Plateau de Coscione
by Pat Lloyd
After camping the previous night at Zonza we spent a leisurely morning cycling to Aulene, the highest village in Corsica where as it was Sunday we decided to treat ourselves to lunch at the Hotel de la Poste. This is an old coaching inn run by the same family since the late 1800s. Judging by the number of club badges decorating the door it was obviously a popular place with cyclists and as the Rough Guide to Corsica had also given it a good write up we didn't need much encouragement to extend our day of luxury by booking a room for the night.
The bikes were locked up safely in the adjoining store room where the numerous smoked parts of the many wild pigs were hanging from the ceiling covered by an impressive layer of dust. The elderly owner of the hotel took us under his wing and provided us with a free glass of bilberry liqueur and a folder of randoneres for cyclists in English. This made interesting reading and decided us that the next day we would ride to the start of one of the off road routes, unfortunately we had already passed where it came out and didn't wish to retrace back.
The following morning we left on the D69 cycling up the valley passing groups of the wild pigs slumbering by the roadside. Apparently there are approx. 30,000 pigs, roaming the island, 10,000 of them are culled every year which probably accounts for the prevalence of pork on the restaurant menus and also making wild camping a chancy business.
The wind was behind us which was a great help in climbing the Col de Vaccia from where we had marvellous views of the mountains, still with patches of snow in the crevices. The number of cyclists toiling up the other side of the col made us glad that we hadn't pushed on the extra 24km to Vicavo as everywhere would have been full. It was amazing how many riders with stripped down bikes that we saw on all the cols, we seemed to be the only cyclists who actually carried any baggage.
It was 16km to the turn off for the D428, signposted Plateau de Coscione and also the Refuge de Bassetta.
The road had been tarred and was not too bad to start with but soon acquired a few potholes as it climbed steadily up the valley shaded by the many chestnut trees which provided the pigs with their staple diet.
At 22km we passed a memorial stone to Pierre Kemp who died in 1957 awhile working on the construction of the road and after another 3km reached the refuge of Bassetta. We were now at 1310 metres and it was getting quite chilly so we were glad to find that the bar at the refuge also provided coffee. The weather was deteriorating and besides being cold was looking like rain so we asked if was possible to stay the night. The lady in charge looked doubtful as she had a party of thirty coming who were walking the GR20 but after checking her lists she led us to a new wooden hut which contained a double bed with a bunk above, another double bunk and a single bed.
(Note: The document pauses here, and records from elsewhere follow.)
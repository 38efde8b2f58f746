/// Shader loading: SPIR-V files, shader modules and descriptor reflection

use ash::vk;
use lumen_3d_engine::lumen3d::{Error, Result};
use lumen_3d_engine::{
    engine_bail, engine_bail_warn, engine_err, engine_error, engine_trace, engine_warn_err,
};
use std::io::Cursor;
use std::path::Path;

use crate::vulkan_error::vk_error;

/// Read a compiled shader from disk
pub fn read_shader_file(path: impl AsRef<Path>) -> Result<Vec<u8>> {
    let path = path.as_ref();
    std::fs::read(path).map_err(|e| {
        engine_error!("lumen3d::vulkan", "Failed to read shader file '{}': {}", path.display(), e);
        Error::Io(format!("{}: {}", path.display(), e))
    })
}

/// Convert raw bytes to SPIR-V words, checking size and magic number
pub fn spirv_words(bytes: &[u8]) -> Result<Vec<u32>> {
    ash::util::read_spv(&mut Cursor::new(bytes))
        .map_err(|e| engine_warn_err!("lumen3d::vulkan", "Invalid SPIR-V bytecode: {}", e))
}

/// `read_shader_file` followed by `spirv_words`
pub fn load_spirv(path: impl AsRef<Path>) -> Result<Vec<u32>> {
    spirv_words(&read_shader_file(path)?)
}

/// A compiled shader module, destroyed on drop
pub struct ShaderModule {
    device: ash::Device,
    module: vk::ShaderModule,
    stage: vk::ShaderStageFlags,
}

impl ShaderModule {
    pub fn new(device: &ash::Device, code: &[u32], stage: vk::ShaderStageFlags) -> Result<Self> {
        let create_info = vk::ShaderModuleCreateInfo::default().code(code);
        let module = unsafe {
            device
                .create_shader_module(&create_info, None)
                .map_err(|e| vk_error("create shader module", e))?
        };
        engine_trace!("lumen3d::vulkan", "Shader module created ({:?}, {} words)", stage, code.len());

        Ok(Self {
            device: device.clone(),
            module,
            stage,
        })
    }

    pub fn handle(&self) -> vk::ShaderModule {
        self.module
    }

    pub fn stage(&self) -> vk::ShaderStageFlags {
        self.stage
    }
}

impl Drop for ShaderModule {
    fn drop(&mut self) {
        unsafe {
            self.device.destroy_shader_module(self.module, None);
        }
    }
}

// ===== REFLECTION =====

/// A descriptor a shader actually uses
#[derive(Debug, Clone, PartialEq, Eq)]
pub struct ReflectedBinding {
    pub name: String,
    pub set: u32,
    pub binding: u32,
    pub descriptor_type: vk::DescriptorType,
    pub stage_flags: vk::ShaderStageFlags,
}

/// Descriptors referenced by the entry points of `code`
pub fn reflect_descriptor_bindings(code: &[u32], stage: vk::ShaderStageFlags) -> Result<Vec<ReflectedBinding>> {
    let entry_points = spirq::ReflectConfig::new()
        .spv(code)
        .ref_all_rscs(true)
        .reflect()
        .map_err(|e| engine_err!("lumen3d::vulkan", "SPIR-V reflection failed: {:?}", e))?;

    let mut bindings: Vec<ReflectedBinding> = Vec::new();
    for entry_point in &entry_points {
        for var in entry_point.vars.iter() {
            if let spirq::var::Variable::Descriptor { name, desc_bind, desc_ty, .. } = var {
                let descriptor_type = spirq_descriptor_type(desc_ty.clone())?;
                let (set, binding) = (desc_bind.set(), desc_bind.bind());
                // Several entry points may reference the same resource
                if bindings.iter().any(|b| b.set == set && b.binding == binding) {
                    continue;
                }
                bindings.push(ReflectedBinding {
                    name: name.clone().unwrap_or_default(),
                    set,
                    binding,
                    descriptor_type,
                    stage_flags: stage,
                });
            }
        }
    }

    Ok(bindings)
}

fn spirq_descriptor_type(desc_ty: spirq::ty::DescriptorType) -> Result<vk::DescriptorType> {
    use spirq::ty::DescriptorType;
    match desc_ty {
        DescriptorType::UniformBuffer() => Ok(vk::DescriptorType::UNIFORM_BUFFER),
        DescriptorType::StorageBuffer(..) => Ok(vk::DescriptorType::STORAGE_BUFFER),
        DescriptorType::CombinedImageSampler() => Ok(vk::DescriptorType::COMBINED_IMAGE_SAMPLER),
        DescriptorType::SampledImage() => Ok(vk::DescriptorType::SAMPLED_IMAGE),
        DescriptorType::Sampler() => Ok(vk::DescriptorType::SAMPLER),
        other => {
            engine_bail!("lumen3d::vulkan", "Unsupported SPIR-V descriptor type: {:?}", other);
        }
    }
}

/// Merge per-stage reflections; a slot used by both stages must agree on its type
pub fn merge_reflections(stages: &[Vec<ReflectedBinding>]) -> Result<Vec<ReflectedBinding>> {
    let mut merged: Vec<ReflectedBinding> = Vec::new();

    for binding in stages.iter().flatten() {
        match merged
            .iter_mut()
            .find(|b| b.set == binding.set && b.binding == binding.binding)
        {
            Some(existing) => {
                if existing.descriptor_type != binding.descriptor_type {
                    engine_bail_warn!("lumen3d::vulkan",
                        "Binding '{}' (set={}, binding={}) is {:?} in one stage and {:?} in another",
                        existing.name, existing.set, existing.binding,
                        existing.descriptor_type, binding.descriptor_type);
                }
                existing.stage_flags |= binding.stage_flags;
            }
            None => merged.push(binding.clone()),
        }
    }

    Ok(merged)
}

#[cfg(test)]
#[path = "vulkan_shader_tests.rs"]
mod tests;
After unloading the bikes we continued our ride further up the valley on a road which was now mostly potholes and loose rocks and soon arrived at the small chapel of St. Petru. This was locked but we could see a statue of the saint on the altar through the bars of the unglazed window, nearby were two small stone buildings, one with an open door, which had been taken over by the pigs and the other with the door latched which had a fireplace. There was a spring close by and as the water in Corsica is very pure this would make an ideal campsite apart from the resident pigs. A concrete table and benches provided our lunch spot and when finished we retraced 250 metres to where a wide sandy track went off to the right which was the start of the off-road route that we had read about at the hotel; the following is the description.
The track climbs to 1415 metres where there is the Refuge of Matalza in a clearing with a small ford. After 400 metres there is a submersible bridge over the Veracolunga stream at 1407 metres. In another 30 metres there are the bergeries of Calvallara (sheep pastures where cheese is made) and at 1521 metres there is a junction of four tracks. Turn right on to the southern track which rises to 1690 metres 38km from Aulene is the Refuge de Bucchinera at 1480 metres and at 46km you arrive at the hamlet of Jallicu at 1107 metres where there is a gite. Another 11km brings you to the D420 at Quenza where there is a hotel. Sounds very interesting but not this holiday.
As it was getting cold we headed back to the refuge where the thirty walkers had arrived. I don't know where they all slept but we had the hut to ourselves and can thoroughly recommend the place as we had one of the best evening meals of the holiday and a more than adequate breakfast, all for 365F.
Apart from a two mile section of the D27 from Bocagnano which had reverted back to bedrock this was the nearest we came to roughstuff while in Corsica which was having an exceptionally hot May and for someone who wilts in warm weather the thought of heaving a loaded bike over anything but tarmac was out.
Two maps cover the whole of Corsica - IGN 73 and 74. This route is on the 74 where it is shown as partly unfenced road and partly cart track.